**EXERCISE DETAILS:**
Give the data again in full, with every character unchanged.

(Dataset entries)
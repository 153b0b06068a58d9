// Link extraction for forum listing pages

use crate::error::{Result, ScanError};
use scraper::{ElementRef, Html, Selector};
use tracing::debug;

const CLASSED_ANCHORS: &str = "a[class]";
const ACCESSKEY_ANCHORS: &str = "a[accesskey]";

/// Links pulled out of one listing page
#[derive(Debug, Clone, Default, PartialEq, Eq)]
pub struct Listing {
    pub comment_links: Vec<String>,
    pub next_page: Option<String>,
}

/// Prefixes `href` with the base URL exactly as written, without resolving it.
pub fn join_base(base_url: &str, href: &str) -> String {
    format!("{}{}", base_url, href)
}

/// Parses a listing page and extracts both kinds of link.
///
/// The parsed document is dropped before returning, so callers can hold the
/// result across `.await` points.
pub fn parse_listing(
    html: &str,
    page_url: &str,
    base_url: &str,
    comment_class: &str,
    next_accesskey: &str,
) -> Result<Listing> {
    let document = Html::parse_document(html);

    let comment_links = extract_comment_links(&document, page_url, base_url, comment_class)?;
    let next_page = find_next_link(&document, page_url, base_url, next_accesskey)?;

    debug!(
        "{}: {} comment link(s), next page: {:?}",
        page_url,
        comment_links.len(),
        next_page
    );

    Ok(Listing {
        comment_links,
        next_page,
    })
}

/// Every anchor whose class list contains `comment_class`, in document order.
pub fn extract_comment_links(
    document: &Html,
    page_url: &str,
    base_url: &str,
    comment_class: &str,
) -> Result<Vec<String>> {
    let selector = parse_selector(CLASSED_ANCHORS)?;

    document
        .select(&selector)
        .filter(|element| element.value().classes().any(|class| class == comment_class))
        .map(|element| {
            let href = required_href(element, &format!("a.{}", comment_class), page_url)?;
            Ok(join_base(base_url, href))
        })
        .collect()
}

/// The first anchor whose `accesskey` equals `next_accesskey`, if any.
pub fn find_next_link(
    document: &Html,
    page_url: &str,
    base_url: &str,
    next_accesskey: &str,
) -> Result<Option<String>> {
    let selector = parse_selector(ACCESSKEY_ANCHORS)?;

    let Some(element) = document
        .select(&selector)
        .find(|element| element.value().attr("accesskey") == Some(next_accesskey))
    else {
        return Ok(None);
    };

    let href = required_href(
        element,
        &format!("a[accesskey=\"{}\"]", next_accesskey),
        page_url,
    )?;
    Ok(Some(join_base(base_url, href)))
}

fn required_href<'a>(element: ElementRef<'a>, selector: &str, page_url: &str) -> Result<&'a str> {
    element
        .value()
        .attr("href")
        .ok_or_else(|| ScanError::MissingAttribute {
            selector: selector.to_string(),
            attribute: "href".to_string(),
            page: page_url.to_string(),
        })
}

fn parse_selector(css: &str) -> Result<Selector> {
    Selector::parse(css).map_err(|e| ScanError::ParseError(format!("{}: {:?}", css, e)))
}
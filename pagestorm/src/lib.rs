pub mod commands;
pub mod handlers;

pub use commands::command_argument_builder;
pub use handlers::{
    crawl_options_from_matches, handle_crawl, init_tracing, report_format_from_matches,
    write_report,
};

// Re-export crawl functionality from pagestorm-core
pub use pagestorm_core::crawl::{CrawlOptions, CrawlProgressCallback, CrawlSummary, execute_crawl};
pub use pagestorm_scanner::crawler::{DEFAULT_COMMENT_CLASS, DEFAULT_NEXT_ACCESSKEY, DEFAULT_WORKERS};
use pagestorm_scanner::{Crawler, PageVisit, RequestCallback};
use serde::{Deserialize, Serialize};
use std::sync::Arc;
use std::time::{Duration, Instant};
use tracing::info;
use url::Url;

pub const DEFAULT_BASE_URL: &str = "http://localhost:8080";
pub const DEFAULT_START_PATH: &str = "/r/politics";

/// Options for configuring a crawl operation
#[derive(Debug, Clone, PartialEq, Eq)]
pub struct CrawlOptions {
    pub base_url: String,
    pub start_path: String,
    pub threads: usize,
    pub timeout_secs: Option<u64>,
    pub max_pages: Option<usize>,
    pub comment_class: String,
    pub next_accesskey: String,
}

impl Default for CrawlOptions {
    fn default() -> Self {
        Self {
            base_url: DEFAULT_BASE_URL.to_string(),
            start_path: DEFAULT_START_PATH.to_string(),
            threads: DEFAULT_WORKERS,
            timeout_secs: None,
            max_pages: None,
            comment_class: DEFAULT_COMMENT_CLASS.to_string(),
            next_accesskey: DEFAULT_NEXT_ACCESSKEY.to_string(),
        }
    }
}

impl CrawlOptions {
    pub fn start_url(&self) -> String {
        format!("{}{}", self.base_url, self.start_path)
    }
}

/// Callback for reporting crawl progress
pub type CrawlProgressCallback = Arc<dyn Fn(String) + Send + Sync>;

/// Everything a finished run produced
#[derive(Debug, Clone, Serialize, Deserialize)]
pub struct CrawlSummary {
    pub start_url: String,
    pub threads: usize,
    pub pages: Vec<PageVisit>,
    pub total_requests: usize,
    pub elapsed: Duration,
}

impl CrawlSummary {
    pub fn pages_visited(&self) -> usize {
        self.pages.len()
    }

    pub fn comments_fetched(&self) -> usize {
        self.pages.iter().map(|p| p.comments_fetched).sum()
    }

    pub fn comments_failed(&self) -> usize {
        self.pages.iter().map(|p| p.comments_failed).sum()
    }

    pub fn requests_per_second(&self) -> f64 {
        let secs = self.elapsed.as_secs_f64();
        if secs > 0.0 {
            self.total_requests as f64 / secs
        } else {
            0.0
        }
    }
}

/// The progress line printed after every completed request
pub fn format_request_count(count: usize) -> String {
    format!("Request count: {}", count)
}

/// Extract the path component from a URL
pub fn extract_url_path(url: &str) -> String {
    Url::parse(url)
        .ok()
        .map(|u| {
            let path = u.path().to_string();
            if path.is_empty() || path == "/" {
                "/".to_string()
            } else {
                path
            }
        })
        .unwrap_or_else(|| url.to_string())
}

/// Execute a crawl with the given options
///
/// Every completed request is reported through `progress_callback` as a
/// `Request count: <n>` line. The first listing-page failure aborts the run
/// and is returned as the error.
pub async fn execute_crawl(
    options: CrawlOptions,
    progress_callback: Option<CrawlProgressCallback>,
) -> Result<CrawlSummary, String> {
    let start_url = options.start_url();
    let CrawlOptions {
        base_url,
        start_path,
        threads,
        timeout_secs,
        max_pages,
        comment_class,
        next_accesskey,
    } = options;

    let mut crawler = Crawler::new(&base_url)
        .map_err(|e| e.to_string())?
        .with_workers(threads)
        .with_comment_class(&comment_class)
        .with_next_accesskey(&next_accesskey);

    if let Some(secs) = timeout_secs {
        crawler = crawler.with_timeout(Duration::from_secs(secs));
    }
    if let Some(max_pages) = max_pages {
        crawler = crawler.with_max_pages(max_pages);
    }
    if let Some(callback) = progress_callback {
        let request_callback: RequestCallback = Arc::new(move |count: usize, _url: String| {
            callback(format_request_count(count));
        });
        crawler = crawler.with_request_callback(request_callback);
    }

    let started = Instant::now();
    let pages = crawler
        .crawl(&start_path)
        .await
        .map_err(|e| e.to_string())?;
    let elapsed = started.elapsed();

    let summary = CrawlSummary {
        start_url,
        threads: crawler.workers(),
        pages,
        total_requests: crawler.request_count(),
        elapsed,
    };

    info!(
        "{} pages, {} requests in {:.2}s",
        summary.pages_visited(),
        summary.total_requests,
        summary.elapsed.as_secs_f64()
    );

    Ok(summary)
}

**RESULT OF THIS EXERCISE:**
repository 153b0b06068a58d9
// Link extraction for forum listing pages

use crate::error::{Result, ScanError};
use scraper::{ElementRef, Html, Selector};
use tracing::debug;

const CLASSED_ANCHORS: &str = "a[class]";
const ACCESSKEY_ANCHORS: &str = "a[accesskey]";

/// Links pulled out of one listing page
#[derive(Debug, Clone, Default, PartialEq, Eq)]
pub struct Listing {
    pub comment_links: Vec<String>,
    pub next_page: Option<String>,
}

/// Prefixes `href` with the base URL exactly as written, without resolving it.
pub fn join_base(base_url: &str, href: &str) -> String {
    format!("{}{}", base_url, href)
}

/// Parses a listing page and extracts both kinds of link.
///
/// The parsed document is dropped before returning, so callers can hold the
/// result across `.await` points.
pub fn parse_listing(
    html: &str,
    page_url: &str,
    base_url: &str,
    comment_class: &str,
    next_accesskey: &str,
) -> Result<Listing> {
    let document = Html::parse_document(html);

    let comment_links = extract_comment_links(&document, page_url, base_url, comment_class)?;
    let next_page = find_next_link(&document, page_url, base_url, next_accesskey)?;

    debug!(
        "{}: {} comment link(s), next page: {:?}",
        page_url,
        comment_links.len(),
        next_page
    );

    Ok(Listing {
        comment_links,
        next_page,
    })
}

/// Every anchor whose class list contains `comment_class`, in document order.
pub fn extract_comment_links(
    document: &Html,
    page_url: &str,
    base_url: &str,
    comment_class: &str,
) -> Result<Vec<String>> {
    let selector = parse_selector(CLASSED_ANCHORS)?;

    document
        .select(&selector)
        .filter(|element| element.value().classes().any(|class| class == comment_class))
        .map(|element| {
            let href = required_href(element, &format!("a.{}", comment_class), page_url)?;
            Ok(join_base(base_url, href))
        })
        .collect()
}

/// The first anchor whose `accesskey` equals `next_accesskey`, if any.
pub fn find_next_link(
    document: &Html,
    page_url: &str,
    base_url: &str,
    next_accesskey: &str,
) -> Result<Option<String>> {
    let selector = parse_selector(ACCESSKEY_ANCHORS)?;

    let Some(element) = document
        .select(&selector)
        .find(|element| element.value().attr("accesskey") == Some(next_accesskey))
    else {
        return Ok(None);
    };

    let href = required_href(
        element,
        &format!("a[accesskey=\"{}\"]", next_accesskey),
        page_url,
    )?;
    Ok(Some(join_base(base_url, href)))
}

fn required_href<'a>(element: ElementRef<'a>, selector: &str, page_url: &str) -> Result<&'a str> {
    element
        .value()
        .attr("href")
        .ok_or_else(|| ScanError::MissingAttribute {
            selector: selector.to_string(),
            attribute: "href".to_string(),
            page: page_url.to_string(),
        })
}

fn parse_selector(css: &str) -> Result<Selector> {
    Selector::parse(css).map_err(|e| ScanError::ParseError(format!("{}: {:?}", css, e)))
}
filename pagestorm/src/lib.rs
pub mod commands;
pub mod handlers;

pub use commands::command_argument_builder;
pub use handlers::{
    crawl_options_from_matches, handle_crawl, init_tracing, report_format_from_matches,
    write_report,
};

// Re-export crawl functionality from pagestorm-core
pub use pagestorm_core::crawl::{CrawlOptions, CrawlProgressCallback, CrawlSummary, execute_crawl};
pub use pagestorm_scanner::crawler::{DEFAULT_COMMENT_CLASS, DEFAULT_NEXT_ACCESSKEY, DEFAULT_WORKERS};
use pagestorm_scanner::{Crawler, PageVisit, RequestCallback};
use serde::{Deserialize, Serialize};
use std::sync::Arc;
use std::time::{Duration, Instant};
use tracing::info;
use url::Url;

pub const DEFAULT_BASE_URL: &str = "http://localhost:8080";
pub const DEFAULT_START_PATH: &str = "/r/politics";

/// Options for configuring a crawl operation
#[derive(Debug, Clone, PartialEq, Eq)]
pub struct CrawlOptions {
    pub base_url: String,
    pub start_path: String,
    pub threads: usize,
    pub timeout_secs: Option<u64>,
    pub max_pages: Option<usize>,
    pub comment_class: String,
    pub next_accesskey: String,
}

impl Default for CrawlOptions {
    fn default() -> Self {
        Self {
            base_url: DEFAULT_BASE_URL.to_string(),
            start_path: DEFAULT_START_PATH.to_string(),
            threads: DEFAULT_WORKERS,
            timeout_secs: None,
            max_pages: None,
            comment_class: DEFAULT_COMMENT_CLASS.to_string(),
            next_accesskey: DEFAULT_NEXT_ACCESSKEY.to_string(),
        }
    }
}

impl CrawlOptions {
    pub fn start_url(&self) -> String {
        format!("{}{}", self.base_url, self.start_path)
    }
}

/// Callback for reporting crawl progress
pub type CrawlProgressCallback = Arc<dyn Fn(String) + Send + Sync>;

/// Everything a finished run produced
#[derive(Debug, Clone, Serialize, Deserialize)]
pub struct CrawlSummary {
    pub start_url: String,
    pub threads: usize,
    pub pages: Vec<PageVisit>,
    pub total_requests: usize,
    pub elapsed: Duration,
}

impl CrawlSummary {
    pub fn pages_visited(&self) -> usize {
        self.pages.len()
    }

    pub fn comments_fetched(&self) -> usize {
        self.pages.iter().map(|p| p.comments_fetched).sum()
    }

    pub fn comments_failed(&self) -> usize {
        self.pages.iter().map(|p| p.comments_failed).sum()
    }

    pub fn requests_per_second(&self) -> f64 {
        let secs = self.elapsed.as_secs_f64();
        if secs > 0.0 {
            self.total_requests as f64 / secs
        } else {
            0.0
        }
    }
}

/// The progress line printed after every completed request
pub fn format_request_count(count: usize) -> String {
    format!("Request count: {}", count)
}

/// Extract the path component from a URL
pub fn extract_url_path(url: &str) -> String {
    Url::parse(url)
        .ok()
        .map(|u| {
            let path = u.path().to_string();
            if path.is_empty() || path == "/" {
                "/".to_string()
            } else {
                path
            }
        })
        .unwrap_or_else(|| url.to_string())
}

/// Execute a crawl with the given options
///
/// Every completed request is reported through `progress_callback` as a
/// `Request count: <n>` line. The first listing-page failure aborts the run
/// and is returned as the error.
pub async fn execute_crawl(
    options: CrawlOptions,
    progress_callback: Option<CrawlProgressCallback>,
) -> Result<CrawlSummary, String> {
    let start_url = options.start_url();
    let CrawlOptions {
        base_url,
        start_path,
        threads,
        timeout_secs,
        max_pages,
        comment_class,
        next_accesskey,
    } = options;

    let mut crawler = Crawler::new(&base_url)
        .map_err(|e| e.to_string())?
        .with_workers(threads)
        .with_comment_class(&comment_class)
        .with_next_accesskey(&next_accesskey);

    if let Some(secs) = timeout_secs {
        crawler = crawler.with_timeout(Duration::from_secs(secs));
    }
    if let Some(max_pages) = max_pages {
        crawler = crawler.with_max_pages(max_pages);
    }
    if let Some(callback) = progress_callback {
        let request_callback: RequestCallback = Arc::new(move |count: usize, _url: String| {
            callback(format_request_count(count));
        });
        crawler = crawler.with_request_callback(request_callback);
    }

    let started = Instant::now();
    let pages = crawler
        .crawl(&start_path)
        .await
        .map_err(|e| e.to_string())?;
    let elapsed = started.elapsed();

    let summary = CrawlSummary {
        start_url,
        threads: crawler.workers(),
        pages,
        total_requests: crawler.request_count(),
        elapsed,
    };

    info!(
        "{} pages, {} requests in {:.2}s",
        summary.pages_visited(),
        summary.total_requests,
        summary.elapsed.as_secs_f64()
    );

    Ok(summary)
}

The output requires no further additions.